THE DARK SIDE OF THE EARTH

Russia's Short-Lived Victory Over Totalitarianism

by Mikhail Zygar

Pub Date: Nov. 11th, 2025
ISBN: 9781668013908
Publisher: Scribner

Exiled Russian journalist Zygar delivers a sobering portrait of Russia’s brief moment in democratic sunlight.

Who really won the Cold War? So Zygar wonders at the opening of his book, answering that certainly it wasn’t Russia. But given America’s slide into Russian-style authoritarianism, marked by the cynical view that nothing is worth believing in, it wasn’t the U.S., either.

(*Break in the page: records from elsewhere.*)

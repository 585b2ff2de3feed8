//! Simulation orchestration over the store
//!
//! Each operation resolves its records, runs the pure core, and persists
//! the outcome. Operations touching the same game serialize through a
//! per-game lock so two simultaneous calls cannot interleave their writes;
//! operations on different games share nothing but the store itself.

use std::sync::Arc;

use dashmap::DashMap;
use parking_lot::Mutex;
use rand::SeedableRng;
use rand_chacha::ChaCha8Rng;
use serde::Serialize;
use tracing::info;
use uuid::Uuid;

use crate::game::arena::ArenaConfig;
use crate::game::catch::{self, CatchOutcome};
use crate::game::generator::generate_player;
use crate::game::lineup::{
    all_positions_filled, missing_starters, resolve_lineup, LineupKind, LineupRules, Position,
    PositionMap,
};
use crate::game::performance::{beater_performance, team_performance};
use crate::game::positioning::{advance_player, PlayerMovement};
use crate::store::games::{Bludger, GameIntervalLog, Snitch};
use crate::store::players::Player;
use crate::store::{GameStore, PlayerStore, StoreError, TeamStore};

/// Points one goal is worth on the interval log
const POINTS_PER_GOAL: i32 = 10;

type GameLock = Arc<tokio::sync::Mutex<()>>;

/// One starter's movement, labeled with their lineup slot
#[derive(Debug, Clone, Serialize)]
pub struct TeamMovement {
    pub position: Position,
    /// 1-based rank within the position's starters
    pub slot: u32,
    #[serde(flatten)]
    pub movement: PlayerMovement,
}

/// Everything one interval advance computed
#[derive(Debug, Clone, Serialize)]
pub struct IntervalReport {
    pub log: GameIntervalLog,
    pub performance: PositionMap<i32>,
    pub home_beater_performance: f64,
    pub away_beater_performance: f64,
}

/// The simulation service owned by the application state
pub struct GameService {
    teams: TeamStore,
    players: PlayerStore,
    games: GameStore,
    arena: ArenaConfig,
    rules: LineupRules,
    rng: Mutex<ChaCha8Rng>,
    game_locks: DashMap<Uuid, GameLock>,
}

impl GameService {
    pub fn new(
        teams: TeamStore,
        players: PlayerStore,
        games: GameStore,
        arena: ArenaConfig,
        seed: Option<u64>,
    ) -> Self {
        let rng = match seed {
            Some(seed) => ChaCha8Rng::seed_from_u64(seed),
            None => ChaCha8Rng::from_entropy(),
        };

        Self {
            teams,
            players,
            games,
            arena,
            rules: LineupRules::default(),
            rng: Mutex::new(rng),
            game_locks: DashMap::new(),
        }
    }

    fn lock_for(&self, game_id: Uuid) -> GameLock {
        self.game_locks
            .entry(game_id)
            .or_insert_with(|| Arc::new(tokio::sync::Mutex::new(())))
            .clone()
    }

    fn starters(&self, team_id: Uuid) -> Result<PositionMap<Vec<Player>>, StoreError> {
        let roster = self.teams.roster(team_id)?;
        Ok(resolve_lineup(&roster, LineupKind::Starters, &self.rules))
    }

    fn seeker_of(&self, team_id: Uuid) -> Result<Player, StoreError> {
        self.teams
            .roster(team_id)?
            .into_iter()
            .find(|p| p.current_position == Position::Seeker)
            .ok_or(StoreError::NotFound("seeker"))
    }

    // ------------------------------------------------------------------
    // Lineup queries
    // ------------------------------------------------------------------

    pub fn lineup(
        &self,
        team_id: Uuid,
        kind: LineupKind,
    ) -> Result<PositionMap<Vec<Player>>, StoreError> {
        let roster = self.teams.roster(team_id)?;
        Ok(resolve_lineup(&roster, kind, &self.rules))
    }

    pub fn missing_starters(&self, team_id: Uuid) -> Result<PositionMap<u32>, StoreError> {
        let roster = self.teams.roster(team_id)?;
        Ok(missing_starters(&roster, &self.rules))
    }

    pub fn positions_filled(&self, team_id: Uuid) -> Result<bool, StoreError> {
        let roster = self.teams.roster(team_id)?;
        Ok(all_positions_filled(&roster, &self.rules))
    }

    /// Per-position skill differential between the two starting lineups.
    /// Read-only: neither scores nor status move here.
    pub fn performance(&self, game_id: Uuid) -> Result<PositionMap<i32>, StoreError> {
        let game = self.games.get(game_id)?;
        let home = self.starters(game.home_team_id)?;
        let away = self.starters(game.away_team_id)?;
        Ok(team_performance(&home, &away))
    }

    // ------------------------------------------------------------------
    // Game-tick operations (serialized per game)
    // ------------------------------------------------------------------

    /// Advance every starter of one team by a movement step and persist
    /// the new locations and targets in one commit.
    pub async fn move_team(
        &self,
        game_id: Uuid,
        team_id: Uuid,
    ) -> Result<Vec<TeamMovement>, StoreError> {
        let lock = self.lock_for(game_id);
        let _guard = lock.lock().await;

        self.games.get(game_id)?;
        let starters = self.starters(team_id)?;

        let mut labeled = Vec::new();
        {
            let mut rng = self.rng.lock();
            for position in Position::ALL {
                for (index, player) in starters.get(position).iter().enumerate() {
                    let movement = advance_player(player, &self.arena, &mut *rng);
                    labeled.push(TeamMovement {
                        position,
                        slot: index as u32 + 1,
                        movement,
                    });
                }
            }
        }

        let movements: Vec<PlayerMovement> =
            labeled.iter().map(|m| m.movement.clone()).collect();
        self.players.apply_movements(&movements)?;

        info!(
            game_id = %game_id,
            team_id = %team_id,
            moved = labeled.len(),
            "starters advanced"
        );
        Ok(labeled)
    }

    /// Drop the snitch at a fresh random spot. The first call creates the
    /// snitch; later calls move the same snitch.
    pub async fn place_snitch(&self, game_id: Uuid) -> Result<Snitch, StoreError> {
        let lock = self.lock_for(game_id);
        let _guard = lock.lock().await;

        let position = {
            let mut rng = self.rng.lock();
            self.arena.random_coord(&mut *rng)
        };
        let snitch = self.games.upsert_snitch(game_id, position)?;

        info!(game_id = %game_id, snitch_id = %snitch.id, "snitch placed");
        Ok(snitch)
    }

    /// Drop both bludgers at fresh random spots, creating the pair on the
    /// first call.
    pub async fn place_bludgers(&self, game_id: Uuid) -> Result<Vec<Bludger>, StoreError> {
        let lock = self.lock_for(game_id);
        let _guard = lock.lock().await;

        let positions = {
            let mut rng = self.rng.lock();
            [
                self.arena.random_coord(&mut *rng),
                self.arena.random_coord(&mut *rng),
            ]
        };
        let bludgers = self.games.upsert_bludgers(game_id, positions)?;

        info!(game_id = %game_id, "bludgers placed");
        Ok(bludgers)
    }

    /// Check whether either seeker is close enough to take the snitch.
    pub async fn resolve_catch(&self, game_id: Uuid) -> Result<CatchOutcome, StoreError> {
        let lock = self.lock_for(game_id);
        let _guard = lock.lock().await;

        let game = self.games.get(game_id)?;
        let snitch = self.games.snitch(game_id)?;
        let home_seeker = self.seeker_of(game.home_team_id)?;
        let away_seeker = self.seeker_of(game.away_team_id)?;

        let outcome = catch::evaluate_catch(
            &home_seeker.location,
            &away_seeker.location,
            &snitch.position,
        );

        info!(game_id = %game_id, outcome = ?outcome, "catch evaluated");
        Ok(outcome)
    }

    /// Append the next interval log. The Chaser differential decides who
    /// scores this interval; beater aggregates ride along in the report
    /// without touching the persisted score.
    pub async fn advance_interval(&self, game_id: Uuid) -> Result<IntervalReport, StoreError> {
        let lock = self.lock_for(game_id);
        let _guard = lock.lock().await;

        let game = self.games.get(game_id)?;
        let home = self.starters(game.home_team_id)?;
        let away = self.starters(game.away_team_id)?;

        let performance = team_performance(&home, &away);
        let (home_beater_performance, away_beater_performance) = {
            let mut rng = self.rng.lock();
            beater_performance(&home.beater, &away.beater, &mut *rng)
        };

        let (home_points, away_points) = match performance.chaser {
            d if d > 0 => (POINTS_PER_GOAL, 0),
            d if d < 0 => (0, POINTS_PER_GOAL),
            _ => (0, 0),
        };

        let log = self.games.append_interval(game_id, home_points, away_points)?;

        info!(
            game_id = %game_id,
            order = log.order,
            home_score = log.home_score,
            away_score = log.away_score,
            "interval recorded"
        );

        Ok(IntervalReport {
            log,
            performance,
            home_beater_performance,
            away_beater_performance,
        })
    }

    // ------------------------------------------------------------------
    // Player generation
    // ------------------------------------------------------------------

    /// Generate `count` free agents and persist them in one commit.
    pub fn generate_players(&self, count: usize) -> Vec<Player> {
        let generated: Vec<Player> = {
            let mut rng = self.rng.lock();
            (0..count).map(|_| generate_player(&mut *rng)).collect()
        };
        let stored = self.players.insert_many(generated);

        info!(count = stored.len(), "players generated");
        stored
    }
}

Still, the Cold War ended with a small window in which it seemed possible for ordinary Soviet citizens, after 70 years of totalitarian rule, “to experience happiness.” This window opened with the glasnost and perestroika programs of Mikhail Gorbachev, but Zygar traces those back farther, from Khrushchev’s post-Stalin reforms to the decision to allow the publication of Aleksandr Solzhenitsyn’s One Day in the Life of Ivan Denisovich. Another step forward was the airing in 1965 of Sergei Parajanov’s film Shadows of Forgotten Ancestor, which was in Ukrainian, “an unusual choice in the USSR.” There are surprises throughout Zygar’s long but flowing narrative: Yuri Gagarin, the great cosmonaut, reads and praises Joseph Heller’s Catch-22 just before his perhaps not accidental death; a sit-in in Red Square leads to a trial of eight defendants at the same time that the Chicago Seven were hauled before the bench. One of the greatest surprises is the impetus for Vladimir Putin’s evolution from street thug to KGB agent: He was enthralled by a Soviet spy film released in response to the West’s James Bond franchise and attempted to enlist, only to be told that “first, he must get a higher education, perhaps in law.” Voilà: the dawn of the restitution of Soviet power by a different name—which, Zygar writes, Gorbachev also attempted, even disavowing some of his own reforms. “The people now in power in Russia are the last Soviet generation,” Zygar concludes, “those who absorbed Soviet culture but not Soviet faith.”

An extraordinarily revealing account of how the Russia we know from today’s headlines came into being.